The patient returned to the office for a two-week follow-up visit and was doing well with no complaints. It was determined that chemotherapy and radiation were not indicated. She was seen at a 4-week follow-up visit complaining of abdominal pain. A CT was done and showed expected postoperative changes, negative for any acute process. At two months post-op, the patient was seen and was doing well. No further follow-up was arranged.

Discussion

Pancreatic LGFMS rarely appears in the literature. Our review revealed only three cases of primary LGFMS of the pancreas (Table 1). One case report identified a LGFMS with sclerosing features in a 58-year-old man with a history of prostate cancer and radiation. A CT for kidney stones incidentally revealed a six cm mass in the head of the pancreas and he underwent a Whipple procedure. The histology of the mass showed features of LGFMS and sclerosing epithelioid fibrosarcoma [11]. Another report described a 53-year-old patient with a seven cm pancreatic body mass who underwent distal pancreatectomy and external beam radiation. There was invasion of the splenic vein found in the specimen but not lymphatics. He was recurrence free at the time of publishing, but the timeline is unclear [12]. Another paper described LGFMS in the head of the pancreas of a 56-year-old woman who eventually died of complications six months following a Whipple procedure [13]. We found no further examples of pancreatic LGFMS in the literature. Nevertheless, LGFMS should be part of the differential diagnosis for any pancreatic mass of uncertain type if the workup does not reveal the pathology. A notable feature of this case is our patient had several remote episodes of acute pancreatitis. It is unclear if there is an association between LGFMS of the pancreas and acute pancreatitis.
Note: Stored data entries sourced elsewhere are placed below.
mod cli_args;
mod output;

use anyhow::{Context, Result};
use clap::{CommandFactory, Parser};
use colored::*;
use log;
use std::fs;
use std::io;
use std::process;

use cli_args::Cli;
use output::ConsoleProgress;
use xreview_core::{AppError, CommandInvoker, Config, ReviewOutcome, run_review};

const EXIT_CONFIG: i32 = 1;
const EXIT_IO: i32 = 2;
const EXIT_NOT_FOUND: i32 = 3;
const EXIT_NO_FILES: i32 = 4;

fn main() {
    let cli_args = Cli::parse();

    setup_logging(cli_args.quiet, cli_args.verbose);

    let quiet = cli_args.quiet;

    log::debug!("CLI args parsed: {:?}", cli_args);

    let exit_code = match run_app(cli_args) {
        Ok(code) => {
            log::info!("Application finished with code {}.", code);
            code
        }
        Err(e) => {
            let exit_code = match e.downcast_ref::<AppError>() {
                Some(AppError::ProjectNotFound(_)) => EXIT_NOT_FOUND,
                Some(AppError::Config(_)) => EXIT_CONFIG,
                Some(AppError::TomlParse(_)) => EXIT_CONFIG,
                Some(AppError::TomlSerialize(_)) => EXIT_CONFIG,
                Some(AppError::Glob(_)) => EXIT_CONFIG,
                Some(AppError::Chunking(_)) => EXIT_CONFIG,
                Some(AppError::InvalidArgument(_)) => EXIT_CONFIG,
                Some(AppError::DurationParse(_)) => EXIT_CONFIG,
                Some(AppError::Io(_)) => EXIT_IO,
                Some(AppError::FileRead { .. }) => EXIT_IO,
                Some(AppError::FileWrite { .. }) => EXIT_IO,
                Some(AppError::DirCreation { .. }) => EXIT_IO,
                Some(AppError::Walk(_)) => EXIT_IO,
                Some(AppError::WorkerPool(_)) => EXIT_IO,
                Some(_) => EXIT_IO,
                None => EXIT_CONFIG,
            };

            if !quiet || exit_code == EXIT_CONFIG || exit_code == EXIT_NOT_FOUND {
                eprintln!("{} {:#}", "Error:".red().bold(), e);
            } else {
                log::error!("Application failed: {:#}", e);
            }

            exit_code
        }
    };
    log::debug!("Exiting with code {}", exit_code);
    process::exit(exit_code);
}

fn setup_logging(quiet: bool, verbose: u8) {
    let log_level = if quiet {
        log::LevelFilter::Off
    } else {
        match verbose {
            0 => log::LevelFilter::Warn,
            1 => log::LevelFilter::Info,
            2 => log::LevelFilter::Debug,
            _ => log::LevelFilter::Trace,
        }
    };
    env_logger::Builder::new()
        .filter_level(log_level)
        .format_timestamp(None)
        .init();
    log::trace!("Logger initialized with level: {:?}", log_level);
}

fn run_app(cli: Cli) -> Result<i32> {
    if let Some(shell) = cli.completions {
        let mut command = Cli::command();
        let bin_name = command.get_name().to_string();
        clap_complete::generate(shell, &mut command, bin_name, &mut io::stdout());
        return Ok(0);
    }

    let project_folder = cli.project_folder.as_ref().ok_or_else(|| {
        AppError::InvalidArgument("A project folder must be given".to_string())
    })?;
    let project_root = Config::determine_project_root(project_folder)
        .context("Failed to determine project root")?;
    log::info!("Project root determined: {}", project_root.display());

    let config = load_config(&project_root, &cli).context("Failed to load configuration")?;
    config.validate().context("Invalid configuration")?;

    if cli.config_file.print_config {
        print!("{}", config.to_toml_string()?);
        return Ok(0);
    }

    let invoker = CommandInvoker::from_config(&config)?;
    let progress = ConsoleProgress { quiet: cli.quiet };

    match run_review(&config, &project_root, &invoker, &progress)? {
        ReviewOutcome::NoFiles => {
            output::print_no_files(&config.collect.extensions, cli.quiet);
            Ok(EXIT_NO_FILES)
        }
        ReviewOutcome::Written(summary) => {
            output::print_completion(&summary, cli.quiet);
            Ok(0)
        }
    }
}

/// Defaults, then the config file (if any), then command-line flags.
fn load_config(project_root: &std::path::Path, cli: &Cli) -> Result<Config> {
    let config_path = Config::resolve_config_path(
        project_root,
        cli.config_file.config.as_deref(),
        cli.config_file.no_config,
    )
    .context("Failed to resolve configuration path")?;

    let config = match &config_path {
        Some(path) => Config::load_from_path(path)
            .with_context(|| format!("Failed to load config from {}", path.display()))?,
        None => Config::default(),
    };

    merge_config_with_cli_overrides(config, cli)
}

fn merge_config_with_cli_overrides(mut config: Config, cli: &Cli) -> Result<Config> {
    log::trace!("Applying CLI overrides to config...");

    if let Some(extensions) = &cli.collect.extensions {
        config.collect.extensions = extensions.clone();
    }
    if let Some(exclude) = &cli.collect.exclude {
        config.collect.exclude = exclude.clone();
    }
    if cli.collect.gitignore {
        config.collect.use_gitignore = true;
    }

    if let Some(model) = &cli.model.model {
        config.model.name = model.clone();
    }
    if let Some(runner) = &cli.model.runner {
        config.model.runner = runner.clone();
    }
    if let Some(timeout) = &cli.model.timeout {
        config.model.timeout = Some(timeout.clone());
    }
    if let Some(prompt_path) = &cli.model.prompt_file {
        config.prompt.template = fs::read_to_string(prompt_path).map_err(|e| AppError::FileRead {
            path: prompt_path.clone(),
            source: e,
        })?;
    }

    if let Some(report) = &cli.run.report {
        config.report.path = report.clone();
    }
    if let Some(chunk_size) = cli.run.chunk_size {
        config.chunking.size = chunk_size;
    }
    if let Some(jobs) = cli.run.jobs {
        config.run.jobs = jobs;
    }

    Ok(config)
}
Table 1 Summary of literature review and notable features of cases

Because of its rarity, the guidelines for treatment are not clear. There is presently no standard of care for pancreatic LGFMS as there are so few cases. It is unclear if chemotherapy or radiotherapy are useful adjuncts. Drawing on experience from other types of sarcomas, it is possible that LGFMS has strong malignant potential. Given the propensity of LGFMS to recur, we might have considered surveillance imaging for our patient. But given the lack of guidelines, it was difficult to determine if further surveillance or adjuvant treatment was needed, especially considering we obtained clear margins and no evidence of lymphatic or vascular invasion.

Conclusion

Our case involved a 49-year-old female suffering epigastric pain from a LGFMS tumor of the pancreatic body, successfully treated with a distal pancreatectomy. It was possibly associated with her prior episodes of acute pancreatitis, although this is uncertain given the paucity of literature on this subject. Cases of LGFMS should be reported in the future to help determine the features, natural course, and best methods of treatment for these rare and potentially malignant tumors.